スタディヘルプ

In 3D space of x, y, z,

A plane is defined by 3 points.

For example,

If you have a set of 3 points such as

A = (2, 4, 6)

B = (10, 2, 4)

C = (8, 8, 8)

then only one plane passing through the 3 points is identified.

But what is the equation of this plane?

You must find Normal vector (P, Q, R).

If you know the Normal vector,

the equation of the plane is

P (x - a) + Q (y - b) + R (z - c) = 0

, where (a, b, c) is a point on the plane.

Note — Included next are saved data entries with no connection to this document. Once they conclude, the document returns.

use chrono::{Duration, Utc};
use harrow_db::{CrawlDb, NewFile};
use tempfile::TempDir;

fn sample_file(fingerprint: &str, name: &str) -> NewFile {
    let now = Utc::now();
    NewFile {
        fingerprint: fingerprint.to_string(),
        filename: name.to_string(),
        extension: "txt".to_string(),
        mime_type: "text/plain".to_string(),
        file_size: 42,
        created: now,
        last_accessed: now,
        last_modified: now,
        indexed_at: now,
        path_real: format!("/tmp/{name}"),
        path_virtual: name.to_string(),
    }
}

async fn open_db(dir: &TempDir) -> CrawlDb {
    CrawlDb::open(dir.path().join("ledger.sqlite3")).await.unwrap()
}

#[tokio::test(flavor = "multi_thread", worker_threads = 2)]
async fn ensure_crawl_is_idempotent_and_lowercases() {
    let dir = TempDir::new().unwrap();
    let db = open_db(&dir).await;

    let a = db.ensure_crawl("Leaks-2024").await.unwrap();
    let b = db.ensure_crawl("leaks-2024").await.unwrap();

    assert_eq!(a.id, b.id);
    assert_eq!(b.name, "leaks-2024");
}

#[tokio::test(flavor = "multi_thread", worker_threads = 2)]
async fn second_upsert_reports_not_inserted_and_keeps_content_fields() {
    let dir = TempDir::new().unwrap();
    let db = open_db(&dir).await;
    let crawl = db.ensure_crawl("t").await.unwrap();

    let file = sample_file("fp-1", "creds.txt");
    let first = db
        .upsert_file(crawl.id, &file, Some("{\"content\":\"x\"}"), false)
        .await
        .unwrap();
    assert!(first.inserted);
    assert!(!first.record.delivered);

    // Re-sighting the same fingerprint must not disturb the outbox state,
    // only refresh identity fields.
    let mut again = sample_file("fp-1", "creds.txt");
    again.file_size = 99;
    again.path_real = "/mnt/elsewhere/creds.txt".to_string();
    let second = db.upsert_file(crawl.id, &again, None, true).await.unwrap();

    assert!(!second.inserted);
    assert_eq!(second.record.id, first.record.id);
    assert_eq!(second.record.file_size, 99);
    assert_eq!(second.record.path_real, "/mnt/elsewhere/creds.txt");
    assert_eq!(second.record.payload.as_deref(), Some("{\"content\":\"x\"}"));
    assert!(!second.record.delivered);

    assert_eq!(db.count_files(crawl.id).await.unwrap(), 1);
}

#[tokio::test(flavor = "multi_thread", worker_threads = 2)]
async fn same_fingerprint_under_other_crawl_inserts() {
    let dir = TempDir::new().unwrap();
    let db = open_db(&dir).await;
    let one = db.ensure_crawl("one").await.unwrap();
    let two = db.ensure_crawl("two").await.unwrap();

    let file = sample_file("fp-shared", "a.txt");
    assert!(db.upsert_file(one.id, &file, None, true).await.unwrap().inserted);
    assert!(db.upsert_file(two.id, &file, None, true).await.unwrap().inserted);
}

#[tokio::test(flavor = "multi_thread", worker_threads = 2)]
async fn pending_batch_is_oldest_first_and_capped() {
    let dir = TempDir::new().unwrap();
    let db = open_db(&dir).await;
    let crawl = db.ensure_crawl("t").await.unwrap();

    let base = Utc::now();
    let mut ids = Vec::new();
    for i in 0..5 {
        let mut file = sample_file(&format!("fp-{i}"), &format!("f{i}.txt"));
        // Newest first on insert; pending_batch must invert the order.
        file.indexed_at = base - Duration::seconds(i);
        let outcome = db
            .upsert_file(crawl.id, &file, Some("{}"), false)
            .await
            .unwrap();
        ids.push(outcome.record.id);
    }

    let batch = db.pending_batch(3).await.unwrap();
    assert_eq!(batch.len(), 3);
    assert_eq!(batch[0], ids[4], "oldest indexed_at comes first");

    // Delivering a row removes it from the next batch.
    db.mark_outbox(ids[4], None, true).await.unwrap();
    let batch = db.pending_batch(10).await.unwrap();
    assert_eq!(batch.len(), 4);
    assert!(!batch.contains(&ids[4]));

    let row = db.get_file(ids[4]).await.unwrap().unwrap();
    assert!(row.delivered);
    assert!(row.payload.is_none());
}

#[tokio::test(flavor = "multi_thread", worker_threads = 2)]
async fn alerts_deduplicate_per_crawl() {
    let dir = TempDir::new().unwrap();
    let db = open_db(&dir).await;
    let crawl = db.ensure_crawl("t").await.unwrap();

    let (alert, inserted) = db
        .insert_or_get_alert(crawl.id, "file-fp", "finding-fp", Some("{}"))
        .await
        .unwrap();
    assert!(inserted);
    assert!(!alert.sent);

    let (again, inserted) = db
        .insert_or_get_alert(crawl.id, "file-fp", "finding-fp", Some("{}"))
        .await
        .unwrap();
    assert!(!inserted);
    assert_eq!(again.id, alert.id);

    db.mark_alert_sent(alert.id).await.unwrap();
    let (sent, inserted) = db
        .insert_or_get_alert(crawl.id, "file-fp", "finding-fp", None)
        .await
        .unwrap();
    assert!(!inserted);
    assert!(sent.sent);
}

#[tokio::test(flavor = "multi_thread", worker_threads = 2)]
async fn stats_track_delivery_state() {
    let dir = TempDir::new().unwrap();
    let db = open_db(&dir).await;
    let crawl = db.ensure_crawl("t").await.unwrap();

    let delivered = db
        .upsert_file(crawl.id, &sample_file("fp-a", "a"), None, true)
        .await
        .unwrap();
    db.upsert_file(crawl.id, &sample_file("fp-b", "b"), Some("{}"), false)
        .await
        .unwrap();

    let stats = db.stats(crawl.id).await.unwrap();
    assert_eq!(stats.total, 2);
    assert_eq!(stats.delivered, 1);
    assert_eq!(stats.pending, 1);
    assert!(delivered.record.delivered);
}
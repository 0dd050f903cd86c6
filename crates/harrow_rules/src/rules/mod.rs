//! Built-in detection rules.
//!
//! Adding a rule means adding a module here and listing its constructor in
//! [`builtin_rules`]; the dispatcher core never changes.

mod adafruit;
mod adobe;
mod age;
mod aws;
mod github;
mod gitlab;
mod http_header;
mod jwt;
mod leaked;
mod url_creds;

use crate::entropy::LeakContext;
use crate::rule::Rule;

/// Mail providers whose domains point at a person rather than an
/// organization; leaks there score lower.
pub const DEFAULT_PUBLIC_DOMAINS: &[&str] = &[
    "gmail.com",
    "googlemail.com",
    "hotmail.com",
    "outlook.com",
    "live.com",
    "yahoo.com",
    "icloud.com",
    "proton.me",
    "protonmail.com",
];

/// The complete bootstrap list. Order is presentation-only; each rule is
/// independent.
pub fn builtin_rules(context: &LeakContext) -> Vec<Box<dyn Rule>> {
    let mut rules: Vec<Box<dyn Rule>> = Vec::new();
    rules.push(aws::access_token());
    rules.extend(github::rules());
    rules.extend(gitlab::rules());
    rules.extend(adobe::rules());
    rules.push(adafruit::api_key());
    rules.push(age::secret_key());
    rules.push(jwt::token());
    rules.push(url_creds::credentials());
    rules.push(http_header::authorization());
    rules.extend(leaked::rules(context.clone()));
    rules
}

/// A [`LeakContext`] with the stock public-domain list and no exclusions.
pub fn default_context() -> LeakContext {
    LeakContext {
        exclude_domains: Vec::new(),
        public_domains: DEFAULT_PUBLIC_DOMAINS.iter().map(|s| s.to_string()).collect(),
    }
}
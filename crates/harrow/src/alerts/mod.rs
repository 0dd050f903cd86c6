//! Alerting: surface high-severity findings to external notifiers, at most
//! once per finding per crawl.

mod telegram;

pub use telegram::TelegramAlerter;

use crate::config::AlertsConfig;
use async_trait::async_trait;
use harrow_db::CrawlDb;
use harrow_rules::RuleFindings;
use std::collections::BTreeMap;
use tracing::{debug, warn};

/// One finding worth surfacing.
#[derive(Debug, Clone, serde::Serialize)]
pub struct AlertMessage {
    pub crawl: String,
    pub path_virtual: String,
    pub rule_id: String,
    pub rule_name: String,
    pub matched: String,
    pub severity: u8,
}

#[async_trait]
pub trait Alerter: Send + Sync {
    fn name(&self) -> &'static str;

    async fn send(&self, alert: &AlertMessage) -> anyhow::Result<()>;
}

/// The configured notifiers plus the severity gate. Built once from config;
/// notifier failures are logged and never fail the crawl.
pub struct AlerterSet {
    alerters: Vec<Box<dyn Alerter>>,
    min_severity: u8,
}

impl AlerterSet {
    pub fn from_config(config: &AlertsConfig) -> Self {
        let mut alerters: Vec<Box<dyn Alerter>> = Vec::new();
        if let Some(telegram) = &config.telegram {
            alerters.push(Box::new(TelegramAlerter::new(telegram)));
        }
        Self {
            alerters,
            min_severity: config.min_severity,
        }
    }

    pub fn is_empty(&self) -> bool {
        self.alerters.is_empty()
    }

    /// Record each qualifying finding in the alert registry and notify on
    /// first sight. The `(crawl, finding fingerprint)` uniqueness in the
    /// ledger is what makes alerts fire once.
    pub async fn dispatch(
        &self,
        db: &CrawlDb,
        crawl_id: i64,
        crawl_name: &str,
        file_fingerprint: &str,
        path_virtual: &str,
        findings: &BTreeMap<String, RuleFindings>,
    ) {
        if self.alerters.is_empty() {
            return;
        }

        for (rule_id, rule_findings) in findings {
            for finding in &rule_findings.findings {
                if finding.severity < self.min_severity {
                    continue;
                }

                let message = AlertMessage {
                    crawl: crawl_name.to_string(),
                    path_virtual: path_virtual.to_string(),
                    rule_id: rule_id.clone(),
                    rule_name: rule_findings.name.clone(),
                    matched: finding.matched.clone(),
                    severity: finding.severity,
                };
                let payload = serde_json::to_string(&message).ok();

                let (alert, inserted) = match db
                    .insert_or_get_alert(
                        crawl_id,
                        file_fingerprint,
                        &finding.fingerprint,
                        payload.as_deref(),
                    )
                    .await
                {
                    Ok(result) => result,
                    Err(err) => {
                        warn!(error = %err, rule = %rule_id, "cannot record alert");
                        continue;
                    }
                };
                if !inserted {
                    debug!(rule = %rule_id, "finding already alerted");
                    continue;
                }

                let mut all_sent = true;
                for alerter in &self.alerters {
                    if let Err(err) = alerter.send(&message).await {
                        warn!(alerter = alerter.name(), error = %format!("{err:#}"), "alert failed");
                        all_sent = false;
                    }
                }
                if all_sent {
                    if let Err(err) = db.mark_alert_sent(alert.id).await {
                        warn!(error = %err, "cannot mark alert sent");
                    }
                }
            }
        }
    }
}
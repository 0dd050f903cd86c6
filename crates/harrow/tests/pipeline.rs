//! End-to-end pipeline tests against an in-memory sink.

use async_trait::async_trait;
use harrow::config::Config;
use harrow::crawler::{Crawler, Tuning};
use harrow::document::Document;
use harrow::sinks::{Sink, SinkError};
use harrow_db::CrawlDb;
use harrow_pool::CancelToken;
use harrow_rules::rules::default_context;
use harrow_rules::{builtin_rules, RuleSet};
use std::path::Path;
use std::sync::atomic::{AtomicI64, AtomicU64, Ordering};
use std::sync::{Arc, Mutex};
use std::time::Duration;
use tempfile::TempDir;

/// Sink that fails a configurable number of deliveries before accepting,
/// recording everything it accepted.
#[derive(Default)]
struct FlakySink {
    fail_remaining: AtomicI64,
    fatal: AtomicI64,
    attempts: AtomicU64,
    accepted: Mutex<Vec<Document>>,
}

impl FlakySink {
    fn failing(times: i64) -> Self {
        let sink = Self::default();
        sink.fail_remaining.store(times, Ordering::SeqCst);
        sink
    }

    fn recover(&self) {
        self.fail_remaining.store(0, Ordering::SeqCst);
    }

    fn attempts(&self) -> u64 {
        self.attempts.load(Ordering::SeqCst)
    }

    fn accepted(&self) -> Vec<Document> {
        self.accepted.lock().unwrap().clone()
    }
}

#[async_trait]
impl Sink for FlakySink {
    fn name(&self) -> &'static str {
        "flaky"
    }

    async fn deliver(&self, document: &Document) -> Result<(), SinkError> {
        self.attempts.fetch_add(1, Ordering::SeqCst);
        if self.fatal.load(Ordering::SeqCst) > 0 {
            return Err(SinkError::fatal("document rejected"));
        }
        if self.fail_remaining.fetch_sub(1, Ordering::SeqCst) > 0 {
            return Err(SinkError::transient("sink offline"));
        }
        self.accepted.lock().unwrap().push(document.clone());
        Ok(())
    }
}

fn test_config(dir: &Path) -> Config {
    let mut config = Config::default();
    config.general.crawl_name = "testcrawl".to_string();
    config.general.db_file = Some(dir.join("ledger.sqlite3"));
    config.general.tasks = 3;
    config.general.git_support = false;
    config
}

fn test_tuning() -> Tuning {
    Tuning {
        selector_interval: Duration::from_millis(50),
        progress_tick: Duration::from_millis(50),
        ..Tuning::default()
    }
}

fn stock_rules() -> RuleSet {
    RuleSet::register(builtin_rules(&default_context())).expect("rules validate")
}

fn crawler(config: Config, sink: Arc<FlakySink>) -> Crawler {
    Crawler::new(config, stock_rules(), sink).with_tuning(test_tuning())
}

async fn open_ledger(config: &Config) -> (CrawlDb, i64) {
    let db = CrawlDb::open(config.general.db_path()).await.unwrap();
    let crawl = db.ensure_crawl(&config.general.crawl_name).await.unwrap();
    (db, crawl.id)
}

#[tokio::test(flavor = "multi_thread", worker_threads = 4)]
async fn crawl_detects_and_delivers_credentials() {
    let dir = TempDir::new().unwrap();
    std::fs::write(dir.path().join("config.txt"), "admin:Str0ngP@ss!@example.com").unwrap();

    let config = test_config(dir.path());
    let sink = Arc::new(FlakySink::default());
    let report = crawler(config.clone(), Arc::clone(&sink))
        .run(dir.path(), CancelToken::new())
        .await
        .unwrap();

    assert_eq!(report.read, 1);
    assert_eq!(report.skipped, 0);
    assert_eq!(report.delivered, 1);

    let accepted = sink.accepted();
    assert_eq!(accepted.len(), 1);
    let doc = &accepted[0];
    assert!(doc.has_credential);
    let creds = doc.credentials.as_ref().unwrap();
    let finding = &creds["leaked-inline-creds"].findings[0];
    assert!(finding.severity >= 70, "severity {}", finding.severity);

    let (db, crawl_id) = open_ledger(&config).await;
    let stats = db.stats(crawl_id).await.unwrap();
    assert_eq!(stats.total, 1);
    assert_eq!(stats.delivered, 1);
    assert_eq!(stats.pending, 0);
}

#[tokio::test(flavor = "multi_thread", worker_threads = 4)]
async fn recrawl_of_unchanged_tree_skips_processing() {
    let dir = TempDir::new().unwrap();
    std::fs::write(dir.path().join("config.txt"), "admin:Str0ngP@ss!@example.com").unwrap();
    std::fs::write(dir.path().join("notes.txt"), "nothing secret here").unwrap();

    let config = test_config(dir.path());
    let sink = Arc::new(FlakySink::default());

    let first = crawler(config.clone(), Arc::clone(&sink))
        .run(dir.path(), CancelToken::new())
        .await
        .unwrap();
    assert_eq!(first.read, 2);
    assert_eq!(first.delivered, 2);
    let attempts_after_first = sink.attempts();

    let second = crawler(config.clone(), Arc::clone(&sink))
        .run(dir.path(), CancelToken::new())
        .await
        .unwrap();
    assert_eq!(second.read, 2);
    assert_eq!(second.skipped, 2, "both files already admitted");
    assert_eq!(second.delivered, 0);
    assert_eq!(sink.attempts(), attempts_after_first, "no new sink calls");

    let (db, crawl_id) = open_ledger(&config).await;
    assert_eq!(db.count_files(crawl_id).await.unwrap(), 2);
}

#[tokio::test(flavor = "multi_thread", worker_threads = 4)]
async fn transient_failures_end_in_delivery_with_payload_intact() {
    let dir = TempDir::new().unwrap();
    std::fs::write(dir.path().join("config.txt"), "admin:Str0ngP@ss!@example.com").unwrap();

    let config = test_config(dir.path());
    // Immediate attempt plus one selector retry fail; the next succeeds.
    let sink = Arc::new(FlakySink::failing(2));
    let report = crawler(config.clone(), Arc::clone(&sink))
        .run(dir.path(), CancelToken::new())
        .await
        .unwrap();

    assert_eq!(report.delivered, 1);
    assert_eq!(sink.attempts(), 3, "two transient failures then success");

    let accepted = sink.accepted();
    assert_eq!(accepted.len(), 1);
    assert!(
        accepted[0].content.as_deref().unwrap().contains("Str0ngP@ss!"),
        "payload survived the retries unchanged"
    );

    let (db, crawl_id) = open_ledger(&config).await;
    let stats = db.stats(crawl_id).await.unwrap();
    assert_eq!(stats.delivered, 1);
    assert_eq!(stats.pending, 0);
}

#[tokio::test(flavor = "multi_thread", worker_threads = 4)]
async fn offline_sink_parks_payload_until_next_run() {
    let dir = TempDir::new().unwrap();
    std::fs::write(dir.path().join("config.txt"), "admin:Str0ngP@ss!@example.com").unwrap();

    let config = test_config(dir.path());
    let sink = Arc::new(FlakySink::failing(i64::MAX));

    let first = crawler(config.clone(), Arc::clone(&sink))
        .run(dir.path(), CancelToken::new())
        .await
        .unwrap();
    assert_eq!(first.delivered, 0);

    let (db, _crawl_id) = open_ledger(&config).await;
    let pending = db.pending_batch(10).await.unwrap();
    assert_eq!(pending.len(), 1);
    let row = db.get_file(pending[0]).await.unwrap().unwrap();
    assert!(!row.delivered);
    assert!(row.payload.as_deref().unwrap().contains("Str0ngP@ss!"));
    drop(db);

    // Sink comes back; the next run's selector republishes the row even
    // though the file itself is skipped as already known.
    sink.recover();
    let second = crawler(config.clone(), Arc::clone(&sink))
        .run(dir.path(), CancelToken::new())
        .await
        .unwrap();
    assert_eq!(second.skipped, 1);
    assert_eq!(second.delivered, 1);

    let (db, crawl_id) = open_ledger(&config).await;
    let stats = db.stats(crawl_id).await.unwrap();
    assert_eq!(stats.pending, 0);
    assert_eq!(stats.delivered, 1);
    let row = db.get_file(pending[0]).await.unwrap().unwrap();
    assert!(row.delivered);
    assert!(row.payload.is_none());
}

#[tokio::test(flavor = "multi_thread", worker_threads = 4)]
async fn empty_files_are_recorded_but_not_delivered() {
    let dir = TempDir::new().unwrap();
    std::fs::write(dir.path().join("empty.txt"), "").unwrap();

    let config = test_config(dir.path());
    let sink = Arc::new(FlakySink::default());
    let report = crawler(config.clone(), Arc::clone(&sink))
        .run(dir.path(), CancelToken::new())
        .await
        .unwrap();

    assert_eq!(report.read, 1);
    assert_eq!(report.skipped, 1);
    assert_eq!(report.delivered, 0);
    assert_eq!(sink.attempts(), 0);

    // Recorded and marked delivered so the selector never re-offers it.
    let (db, crawl_id) = open_ledger(&config).await;
    let stats = db.stats(crawl_id).await.unwrap();
    assert_eq!(stats.total, 1);
    assert_eq!(stats.pending, 0);
}

#[tokio::test(flavor = "multi_thread", worker_threads = 4)]
async fn fatal_sink_error_aborts_an_intolerant_run() {
    let dir = TempDir::new().unwrap();
    std::fs::write(dir.path().join("config.txt"), "admin:Str0ngP@ss!@example.com").unwrap();

    let mut config = test_config(dir.path());
    config.general.continue_on_error = false;

    let sink = Arc::new(FlakySink::default());
    sink.fatal.store(1, Ordering::SeqCst);

    let result = crawler(config, Arc::clone(&sink))
        .run(dir.path(), CancelToken::new())
        .await;
    assert!(result.is_err(), "fatal sink error must abort the run");
}

#[tokio::test(flavor = "multi_thread", worker_threads = 4)]
async fn backpressure_crawl_completes_with_a_tiny_high_water_mark() {
    let dir = TempDir::new().unwrap();
    for i in 0..40 {
        std::fs::write(
            dir.path().join(format!("file-{i:02}.txt")),
            format!("note {i}: nothing secret"),
        )
        .unwrap();
    }

    let config = test_config(dir.path());
    let sink = Arc::new(FlakySink::default());
    let tuning = Tuning {
        processing_high_water: 5,
        backpressure_pause: Duration::from_millis(10),
        selector_interval: Duration::from_millis(50),
        ..Tuning::default()
    };

    let report = Crawler::new(config, stock_rules(), sink.clone())
        .with_tuning(tuning)
        .run(dir.path(), CancelToken::new())
        .await
        .unwrap();

    assert_eq!(report.discovered, 40);
    assert_eq!(report.read, 40);
    assert_eq!(report.delivered, 40);
    assert_eq!(sink.accepted().len(), 40);
}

For example, the equation of a plane with normal vector of (1, -7, 11) and passing a point (2, 4, 6) is,

(x - 2) - 7 (y - 4) + 11 (z - 6) = 0

But how do you find the normal vector, if all you are gven are 3 points?

Here is the answer.

The normal vector is a vector that is perpendicular to any 2 vectors formulated by the 3 points !!

For example,

The normal vector is not only perpendicular to

Vector AB =  (2, 4, 6) -->> (10, 2, 4)

but also perpendicular to

Vector AC = (2, 4, 6) -->> (8, 8, 8).

Vector (2, 4, 6) -->> (10, 2, 4)

is reduced to (8, -2, -2) === Vector AB

Vector (2, 4, 6) -->> (8, 8, 8).

is reduced to (6, 4, 2) === Vector AC

Then, how do you find the vector perpendicular to both of them?

This is the time to use cross product.

8   -2   -2     8   -2   -2
         X     X    X
6    4     2     6     4    2

-2x2 -  -2x4  = 4

-2x6 -   8x2  = -28

8x4   -  -2x6  = 44

Therefore, normal vector is (4, -28, 44)

This normal vector is perpendicular to the plane including points A, B, C.

Looking from the side...

Now you got the plane equation.

If this plane has normal vector of (4, -28, 44) and includes point A (2, 4, 6) as the following picture,

4(x - 2) - 28(y - 4) + 44 (z - 6) = 0.

Of course, this is the same plane with normal vector of (4, -28, 44) and includes point B (10, 2, 4).

4(x - 10) - 28(y - 2) + 44 (z - 4) = 0.

Of course, this is the same plane with normal vector of (4, -28, 44) and includes point C (8, 8, 8).

4(x - 8) - 28(y - 8) + 44 (z - 8) = 0.

Because the normal vector is perpendicular to

Normal vector (4, -28, 44) can be reduced to (1, -7, 11).

Therefore,

(x - 2) - 7(y - 4) + 11 (z - 6) = 0.

or

(x - 10) - 7(y - 2) + 11 (z - 4) = 0.

or

(x - 8) - 7(y - 8) + 11 (z - 8) = 0.

is also representing the same plane.